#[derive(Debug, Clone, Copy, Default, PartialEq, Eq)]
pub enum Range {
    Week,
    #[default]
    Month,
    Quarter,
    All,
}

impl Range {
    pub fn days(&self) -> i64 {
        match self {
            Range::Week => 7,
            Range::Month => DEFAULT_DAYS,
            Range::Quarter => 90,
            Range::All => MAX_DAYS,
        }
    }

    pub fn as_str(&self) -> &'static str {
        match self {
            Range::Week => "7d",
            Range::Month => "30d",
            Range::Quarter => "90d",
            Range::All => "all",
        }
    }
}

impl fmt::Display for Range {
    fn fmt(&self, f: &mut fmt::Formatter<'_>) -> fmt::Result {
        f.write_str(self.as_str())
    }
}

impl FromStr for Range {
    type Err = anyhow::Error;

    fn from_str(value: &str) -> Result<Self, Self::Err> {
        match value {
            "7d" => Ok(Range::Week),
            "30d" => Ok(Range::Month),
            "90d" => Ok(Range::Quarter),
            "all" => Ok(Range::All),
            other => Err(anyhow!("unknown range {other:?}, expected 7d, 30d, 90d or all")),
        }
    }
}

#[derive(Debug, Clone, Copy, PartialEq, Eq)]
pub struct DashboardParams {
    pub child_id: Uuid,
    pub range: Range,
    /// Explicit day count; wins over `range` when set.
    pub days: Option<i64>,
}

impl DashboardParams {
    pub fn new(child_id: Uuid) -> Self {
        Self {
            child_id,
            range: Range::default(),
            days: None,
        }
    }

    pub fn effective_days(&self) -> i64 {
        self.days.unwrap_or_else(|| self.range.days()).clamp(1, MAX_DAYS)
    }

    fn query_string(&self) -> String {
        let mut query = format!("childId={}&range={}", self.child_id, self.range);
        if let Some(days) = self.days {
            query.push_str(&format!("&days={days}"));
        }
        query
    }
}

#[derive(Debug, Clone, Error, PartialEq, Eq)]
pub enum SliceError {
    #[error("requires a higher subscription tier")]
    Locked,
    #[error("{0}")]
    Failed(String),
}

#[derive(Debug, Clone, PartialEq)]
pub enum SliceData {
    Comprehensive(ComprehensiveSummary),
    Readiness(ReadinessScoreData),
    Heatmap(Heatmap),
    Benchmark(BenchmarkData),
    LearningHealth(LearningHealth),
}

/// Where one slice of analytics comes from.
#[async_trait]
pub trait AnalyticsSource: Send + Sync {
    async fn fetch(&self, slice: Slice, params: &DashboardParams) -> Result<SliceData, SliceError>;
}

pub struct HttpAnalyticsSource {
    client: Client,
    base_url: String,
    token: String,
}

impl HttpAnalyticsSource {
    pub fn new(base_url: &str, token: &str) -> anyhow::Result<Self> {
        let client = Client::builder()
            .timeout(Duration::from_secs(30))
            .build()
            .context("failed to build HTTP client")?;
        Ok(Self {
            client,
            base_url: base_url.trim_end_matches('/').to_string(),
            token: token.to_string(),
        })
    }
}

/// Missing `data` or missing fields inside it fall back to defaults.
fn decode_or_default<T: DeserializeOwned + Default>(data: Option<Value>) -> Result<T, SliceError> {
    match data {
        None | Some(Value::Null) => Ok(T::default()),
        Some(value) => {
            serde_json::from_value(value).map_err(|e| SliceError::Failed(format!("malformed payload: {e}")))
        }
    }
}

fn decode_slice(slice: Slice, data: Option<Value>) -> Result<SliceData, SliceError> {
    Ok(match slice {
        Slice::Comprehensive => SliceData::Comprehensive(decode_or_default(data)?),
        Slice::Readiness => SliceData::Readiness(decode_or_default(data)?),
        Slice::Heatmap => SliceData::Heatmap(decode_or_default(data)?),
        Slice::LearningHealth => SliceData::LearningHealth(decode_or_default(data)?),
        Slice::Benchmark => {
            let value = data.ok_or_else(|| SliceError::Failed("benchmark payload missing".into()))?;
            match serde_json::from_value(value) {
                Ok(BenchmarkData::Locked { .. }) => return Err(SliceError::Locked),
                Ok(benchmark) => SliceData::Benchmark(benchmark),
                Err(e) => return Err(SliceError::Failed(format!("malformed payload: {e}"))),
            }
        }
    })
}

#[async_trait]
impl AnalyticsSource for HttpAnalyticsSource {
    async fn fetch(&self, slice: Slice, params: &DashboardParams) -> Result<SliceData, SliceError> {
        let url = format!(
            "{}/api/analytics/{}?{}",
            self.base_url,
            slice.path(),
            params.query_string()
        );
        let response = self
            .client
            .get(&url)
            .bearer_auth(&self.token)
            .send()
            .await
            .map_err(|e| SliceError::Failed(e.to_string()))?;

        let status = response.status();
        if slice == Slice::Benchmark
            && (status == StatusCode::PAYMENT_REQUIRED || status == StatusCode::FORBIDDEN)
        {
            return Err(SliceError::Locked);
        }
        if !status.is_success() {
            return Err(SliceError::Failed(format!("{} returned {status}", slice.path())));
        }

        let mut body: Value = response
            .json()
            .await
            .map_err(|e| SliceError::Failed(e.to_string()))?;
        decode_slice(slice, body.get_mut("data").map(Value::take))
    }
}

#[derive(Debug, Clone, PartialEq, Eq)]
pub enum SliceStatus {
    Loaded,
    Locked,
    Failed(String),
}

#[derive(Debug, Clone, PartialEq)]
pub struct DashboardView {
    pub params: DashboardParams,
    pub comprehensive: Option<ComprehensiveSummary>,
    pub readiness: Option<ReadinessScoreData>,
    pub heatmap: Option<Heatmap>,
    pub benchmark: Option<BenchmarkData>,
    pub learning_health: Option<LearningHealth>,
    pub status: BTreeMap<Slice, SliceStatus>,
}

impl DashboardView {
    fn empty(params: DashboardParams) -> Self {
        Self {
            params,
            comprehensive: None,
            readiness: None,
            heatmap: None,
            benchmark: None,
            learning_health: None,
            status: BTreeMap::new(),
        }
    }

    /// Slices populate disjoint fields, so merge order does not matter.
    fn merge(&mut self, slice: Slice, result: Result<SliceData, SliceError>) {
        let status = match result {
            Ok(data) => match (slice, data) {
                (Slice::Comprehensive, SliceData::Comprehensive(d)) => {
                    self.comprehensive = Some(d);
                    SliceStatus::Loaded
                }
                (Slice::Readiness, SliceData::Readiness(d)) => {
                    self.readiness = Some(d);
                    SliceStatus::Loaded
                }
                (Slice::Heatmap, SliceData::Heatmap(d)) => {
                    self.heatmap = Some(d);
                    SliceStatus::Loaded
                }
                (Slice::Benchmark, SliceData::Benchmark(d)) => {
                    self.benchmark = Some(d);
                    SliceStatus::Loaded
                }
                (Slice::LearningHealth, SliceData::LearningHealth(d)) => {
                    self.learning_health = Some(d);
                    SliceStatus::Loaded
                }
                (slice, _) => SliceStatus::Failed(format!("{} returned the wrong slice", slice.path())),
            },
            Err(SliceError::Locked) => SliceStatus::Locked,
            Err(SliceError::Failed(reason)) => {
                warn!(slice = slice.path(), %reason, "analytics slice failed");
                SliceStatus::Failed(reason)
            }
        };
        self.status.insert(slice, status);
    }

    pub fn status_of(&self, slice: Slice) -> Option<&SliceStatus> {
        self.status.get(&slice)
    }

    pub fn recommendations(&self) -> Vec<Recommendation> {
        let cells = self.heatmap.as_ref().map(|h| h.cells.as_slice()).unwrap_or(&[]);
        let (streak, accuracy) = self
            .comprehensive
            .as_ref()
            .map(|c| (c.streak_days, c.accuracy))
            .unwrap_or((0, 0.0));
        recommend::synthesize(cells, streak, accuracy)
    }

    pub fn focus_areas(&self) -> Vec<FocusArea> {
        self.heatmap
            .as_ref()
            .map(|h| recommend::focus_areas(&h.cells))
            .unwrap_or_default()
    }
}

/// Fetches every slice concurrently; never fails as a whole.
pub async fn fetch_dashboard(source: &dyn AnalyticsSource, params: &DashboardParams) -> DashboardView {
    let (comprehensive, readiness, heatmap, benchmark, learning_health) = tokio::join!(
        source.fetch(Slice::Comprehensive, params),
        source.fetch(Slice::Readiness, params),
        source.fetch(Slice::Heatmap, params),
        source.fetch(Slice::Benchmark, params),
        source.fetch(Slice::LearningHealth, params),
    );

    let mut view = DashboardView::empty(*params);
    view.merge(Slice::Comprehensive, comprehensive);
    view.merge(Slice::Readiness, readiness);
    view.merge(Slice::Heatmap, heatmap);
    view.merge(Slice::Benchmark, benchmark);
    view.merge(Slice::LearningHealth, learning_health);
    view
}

* * *

* [DESCRIPTION OF THE TASK]: The result is a copy of every line above where the word "missing" shows up.

* [EXPECTED ANSWER]:
/// Missing `data` or missing fields inside it fall back to defaults.
            let value = data.ok_or_else(|| SliceError::Failed("benchmark payload missing".into()))?;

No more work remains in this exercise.